It should be mentioned that while much of the conversation about mental health in aviation is centered around pilots, this issue extends to other occupations in aviation.

== Prevalence of disorders ==
A study of 809 Brazilian pilots found that between 6.7 and 12% had a common mental disorder. For pilots with a heavy workload, this figure increased to 23.7%. Mental health problems are present in aviation, just like in any other industry, and it is important to have a wide variety of tests and screening processes to determine the true wellness of pilots.

A 2016 study in the United States vetted by Harvard University revealed that of 3485 pilots across North and South America, Europe, Asia and Oceania, 233 pilots or 12.6% met the threshold to be diagnosed with depression as defined by the DSM-5.

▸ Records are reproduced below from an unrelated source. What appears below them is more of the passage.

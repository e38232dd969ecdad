//! Predicate Query Engine
//!
//! Locates the Nth annotation satisfying a structured multi-clause
//! predicate, used for "select next track matching criteria" style
//! navigation driven by keyboard shortcuts and automation.

use serde::{Deserialize, Serialize};

use crate::core::{AnnotationId, FrameNumber};

use super::filters::{evaluate_all, AttributeClause};
use super::models::{Feature, Track};
use super::store::AnnotationStore;

// =============================================================================
// Query Model
// =============================================================================

/// Temporal scan direction relative to the query frame
#[derive(Clone, Copy, Debug, Default, PartialEq, Eq, Serialize, Deserialize)]
#[serde(rename_all = "camelCase")]
pub enum Direction {
    #[default]
    Next,
    Previous,
}

/// Structured selection criteria; all present fields are AND-combined
#[derive(Clone, Debug, Default, Serialize, Deserialize)]
#[serde(rename_all = "camelCase")]
pub struct AnnotationQuery {
    /// Only consider annotations with `id >= min_id`
    #[serde(default, skip_serializing_if = "Option::is_none")]
    pub min_id: Option<AnnotationId>,
    /// Frame threshold for temporal position and detection scans
    #[serde(default, skip_serializing_if = "Option::is_none")]
    pub frame: Option<FrameNumber>,
    #[serde(default)]
    pub direction: Direction,
    /// Type-label inclusion set; a track matches when any confidence pair
    /// label is in the set
    #[serde(default, skip_serializing_if = "Option::is_none")]
    pub types: Option<Vec<String>>,
    #[serde(default, skip_serializing_if = "Option::is_none")]
    pub min_confidence: Option<f64>,
    /// Clauses tested against track-level attributes
    #[serde(default, skip_serializing_if = "Vec::is_empty")]
    pub track_attrs: Vec<AttributeClause>,
    /// Clauses tested against per-frame feature attributes
    #[serde(default, skip_serializing_if = "Vec::is_empty")]
    pub detection_attrs: Vec<AttributeClause>,
    /// Index selector: 0 = first match, -1 = last match (from the end)
    #[serde(default, skip_serializing_if = "Option::is_none")]
    pub nth: Option<i64>,
}

/// Query result; `-1` sentinels mean "no result"
#[derive(Clone, Copy, Debug, PartialEq, Eq, Serialize, Deserialize)]
#[serde(rename_all = "camelCase")]
pub struct QueryMatch {
    pub id: AnnotationId,
    pub frame: FrameNumber,
}

impl QueryMatch {
    /// Sentinel pair returned by an exhausted search
    pub const NONE: QueryMatch = QueryMatch { id: -1, frame: -1 };

    pub fn is_none(&self) -> bool {
        self.id == -1
    }
}

// =============================================================================
// Evaluation
// =============================================================================

/// Finds the Nth track satisfying the query.
///
/// Iterates the store in map insertion order (not sorted order) and
/// short-circuits once enough matches are collected: `nth + 1` for
/// `nth >= 0`, one match when `nth` is absent. Negative `nth` indexes the
/// full match list from the end and therefore scans it all.
pub fn find_annotation(store: &AnnotationStore<Track>, query: &AnnotationQuery) -> QueryMatch {
    let nth = query.nth.unwrap_or(0);
    let needed = if nth >= 0 { Some(nth as usize + 1) } else { None };

    let mut matches: Vec<QueryMatch> = Vec::new();
    for track in store.iter() {
        let Some(found) = evaluate_track(track, query) else {
            continue;
        };
        matches.push(found);
        if needed.is_some_and(|n| matches.len() >= n) {
            break;
        }
    }

    let index = if nth >= 0 {
        nth as usize
    } else {
        let back = nth.unsigned_abs() as usize;
        if back > matches.len() {
            return QueryMatch::NONE;
        }
        matches.len() - back
    };
    matches.get(index).copied().unwrap_or(QueryMatch::NONE)
}

/// Evaluates every clause against one track, returning the matched frame
/// (or `-1` when no detection clause constrained it)
fn evaluate_track(track: &Track, query: &AnnotationQuery) -> Option<QueryMatch> {
    if query.min_id.is_some_and(|min| track.id < min) {
        return None;
    }
    if !type_matches(track, query) {
        return None;
    }
    if !evaluate_all(&query.track_attrs, &track.attributes) {
        return None;
    }

    if query.detection_attrs.is_empty() {
        // Track-level temporal position only
        if let Some(frame) = query.frame {
            let in_position = match query.direction {
                Direction::Next => track.begin >= frame,
                Direction::Previous => track.end <= frame,
            };
            if !in_position {
                return None;
            }
        }
        return Some(QueryMatch {
            id: track.id,
            frame: -1,
        });
    }

    // Detection-level clauses: scan features from the threshold frame in
    // the requested direction
    let frame = scan_features(track, &query.detection_attrs, query.frame, query.direction)?;
    Some(QueryMatch {
        id: track.id,
        frame,
    })
}

fn type_matches(track: &Track, query: &AnnotationQuery) -> bool {
    match (&query.types, query.min_confidence) {
        (Some(types), min) => track.confidence_pairs.iter().any(|pair| {
            types.iter().any(|t| t == pair.label()) && min.is_none_or(|m| pair.confidence() >= m)
        }),
        (None, Some(min)) => track
            .primary_pair()
            .is_some_and(|pair| pair.confidence() >= min),
        (None, None) => true,
    }
}

/// Returns the frame of the first qualifying feature in scan order
fn scan_features(
    track: &Track,
    clauses: &[AttributeClause],
    frame: Option<FrameNumber>,
    direction: Direction,
) -> Option<FrameNumber> {
    match direction {
        Direction::Next => {
            let start = frame.unwrap_or(FrameNumber::MIN);
            track
                .features
                .iter()
                .filter(|f| f.frame >= start)
                .find(|f| feature_matches(f, clauses))
                .map(|f| f.frame)
        }
        Direction::Previous => {
            let end = frame.unwrap_or(FrameNumber::MAX);
            track
                .features
                .iter()
                .rev()
                .filter(|f| f.frame <= end)
                .find(|f| feature_matches(f, clauses))
                .map(|f| f.frame)
        }
    }
}

fn feature_matches(feature: &Feature, clauses: &[AttributeClause]) -> bool {
    match &feature.attributes {
        Some(bag) => evaluate_all(clauses, bag),
        None => clauses.is_empty(),
    }
}

// =============================================================================
// Tests
// =============================================================================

Mental illness is second to cardiovascular disease in reasons for losing an aviation license. As a result, many pilots on anti-depressant drugs withhold this information from the governing body of aviation in their country due to fear of losing their license.
Detection is further complicated by the fact that few medical examiners fully understand the complexity and effects of the different disorders. Additionally, psychiatrists are unfamiliar with the regulations of pilots suffering from mental health issues. Even though pilots need to have their medical license renewed every 6 months by a certified medical examiner, there is little focus on mental health and no psychologist or psychiatrist follows up unless requested to do so by the pilot, which is rarely the case.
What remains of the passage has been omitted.